Mark Levin: Anyone Who Voted For New Budget Cannot Call Themselves A Fiscal Conservative
Radio talk show host Mark Levin called out Congress for the “disastrous” budget deal they passed Friday morning.
“This is a disastrous budget,” Levin said on his show, according to CNSNews. “Disastrous. And you cannot call yourself a fiscal conservative and be a member of the Senate or the House of Representatives and then vote for this.”
Levin’s lamentations came in response to the spending bill passed after a brief government shutdown Thursday night.
“There is absolutely no spending control on government — absolutely no spending control on government,” he said. “There’s absolutely no ability to prioritize. Defense should be at the top of the list, not at the bottom.”
He added that “We are consuming the wealth of future generations, generations yet born.

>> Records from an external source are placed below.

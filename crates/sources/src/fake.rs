// SPDX-License-Identifier: BUSL-1.1
// Copyright (c) 2026 Alfred Jean LLC

//! Fake task source for testing
#![cfg_attr(coverage_nightly, coverage(off))]

use crate::{SourceError, SourceInfo, TaskSource};
use async_trait::async_trait;
use coders_core::{Task, TaskChange, TaskFilter, TaskStatus};
use parking_lot::Mutex;
use std::collections::BTreeMap;
use std::sync::Arc;

/// Recorded source call
#[derive(Debug, Clone, PartialEq, Eq)]
pub enum SourceCall {
    List,
    Get { id: String },
    Update { id: String },
    MarkComplete { id: String },
    MarkBlocked { id: String, reason: String },
    Close,
}

struct FakeSourceState {
    tasks: Vec<Task>,
    calls: Vec<SourceCall>,
    fail_list: bool,
    fail_writes: bool,
}

/// Fake task source for testing
#[derive(Clone)]
pub struct FakeSource {
    kind: &'static str,
    label: String,
    inner: Arc<Mutex<FakeSourceState>>,
}

impl FakeSource {
    pub fn new(kind: &'static str, label: impl Into<String>) -> Self {
        Self {
            kind,
            label: label.into(),
            inner: Arc::new(Mutex::new(FakeSourceState {
                tasks: Vec::new(),
                calls: Vec::new(),
                fail_list: false,
                fail_writes: false,
            })),
        }
    }

    /// Build a minimal open task owned by this source.
    pub fn task(&self, id: &str, title: &str) -> Task {
        Task {
            id: id.to_string(),
            title: title.to_string(),
            description: String::new(),
            status: TaskStatus::Open,
            priority: 2,
            source: self.kind.to_string(),
            origin_id: id.to_string(),
            metadata: BTreeMap::new(),
            created_at: None,
            updated_at: None,
            assignee: None,
            labels: Vec::new(),
            blocked_by: Vec::new(),
            blocks: Vec::new(),
        }
    }

    pub fn add_task(&self, task: Task) {
        self.inner.lock().tasks.push(task);
    }

    pub fn add_open_task(&self, id: &str, title: &str) {
        let task = self.task(id, title);
        self.add_task(task);
    }

    pub fn set_fail_list(&self, fail: bool) {
        self.inner.lock().fail_list = fail;
    }

    pub fn set_fail_writes(&self, fail: bool) {
        self.inner.lock().fail_writes = fail;
    }

    pub fn calls(&self) -> Vec<SourceCall> {
        self.inner.lock().calls.clone()
    }

    pub fn task_status(&self, id: &str) -> Option<TaskStatus> {
        self.inner
            .lock()
            .tasks
            .iter()
            .find(|t| t.id == id)
            .map(|t| t.status)
    }
}

#[async_trait]
impl TaskSource for FakeSource {
    fn info(&self) -> SourceInfo {
        SourceInfo {
            kind: self.kind,
            label: self.label.clone(),
        }
    }

    async fn list(&self, _filter: &TaskFilter) -> Result<Vec<Task>, SourceError> {
        let mut inner = self.inner.lock();
        inner.calls.push(SourceCall::List);
        if inner.fail_list {
            return Err(SourceError::Read("fake list failure".to_string()));
        }
        Ok(inner.tasks.clone())
    }

    async fn get(&self, id: &str) -> Result<Task, SourceError> {
        let mut inner = self.inner.lock();
        inner.calls.push(SourceCall::Get { id: id.to_string() });
        inner
            .tasks
            .iter()
            .find(|t| t.id == id)
            .cloned()
            .ok_or_else(|| SourceError::NotFound(id.to_string()))
    }

    async fn update(&self, id: &str, change: TaskChange) -> Result<(), SourceError> {
        let mut inner = self.inner.lock();
        inner.calls.push(SourceCall::Update { id: id.to_string() });
        if inner.fail_writes {
            return Err(SourceError::Write("fake write failure".to_string()));
        }
        let task = inner
            .tasks
            .iter_mut()
            .find(|t| t.id == id)
            .ok_or_else(|| SourceError::NotFound(id.to_string()))?;
        if let Some(status) = change.status {
            task.status = status;
        }
        if let Some(assignee) = change.assignee {
            task.assignee = Some(assignee);
        }
        task.labels.extend(change.add_labels);
        Ok(())
    }

    async fn mark_complete(&self, id: &str) -> Result<(), SourceError> {
        let mut inner = self.inner.lock();
        inner
            .calls
            .push(SourceCall::MarkComplete { id: id.to_string() });
        if inner.fail_writes {
            return Err(SourceError::Write("fake write failure".to_string()));
        }
        let task = inner
            .tasks
            .iter_mut()
            .find(|t| t.id == id)
            .ok_or_else(|| SourceError::NotFound(id.to_string()))?;
        task.status = TaskStatus::Completed;
        Ok(())
    }

    async fn mark_blocked(&self, id: &str, reason: &str) -> Result<(), SourceError> {
        let mut inner = self.inner.lock();
        inner.calls.push(SourceCall::MarkBlocked {
            id: id.to_string(),
            reason: reason.to_string(),
        });
        if inner.fail_writes {
            return Err(SourceError::Write("fake write failure".to_string()));
        }
        let task = inner
            .tasks
            .iter_mut()
            .find(|t| t.id == id)
            .ok_or_else(|| SourceError::NotFound(id.to_string()))?;
        task.status = TaskStatus::Blocked;
        Ok(())
    }

    async fn close(&self) -> Result<(), SourceError> {
        self.inner.lock().calls.push(SourceCall::Close);
        Ok(())
    }
}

We are consuming their wealth — and they haven’t even created it yet — through debt, through borrowing.”
Sen. Rand Paul spoke against the budget deal on the Senate floor, arguing that Republicans did not run to increase budget caps and raise the national debt, according to The Hill.
There is now almost $300 billion in new spending included in the newly passed bill, increasing the annual budget deficit to $1 trillion in 2019, according to the Committee for a Responsible Federal Budget.
“And if you think of your children — look at them — if you think your children and grandchildren can withstand the laws of economics, well they can’t, no more than any individual can,” Levin added.
President Donald Trump expressed that there needs to be more Republicans in Congress to avoid unnecessary spending.
According to Trump’s tweets, the new funding bill had to be filled with “waste in order to get Dem votes.”
Some of this waste could be the $131 billion extra available for non-military spending, according to Reuters.
The bill passed the House by a 240-186 margin at around 5:30 a.m. Friday morning, despite the fact that House conservatives opposed to the bill.
Rep. Kristi Noem expressed her displeasure with the new bill to Reuters.
“To increase domestic spending and raise the debt ceiling was coupling two very bad policy decisions and with no reforms tied to it,” she said. “It was very disappointing.”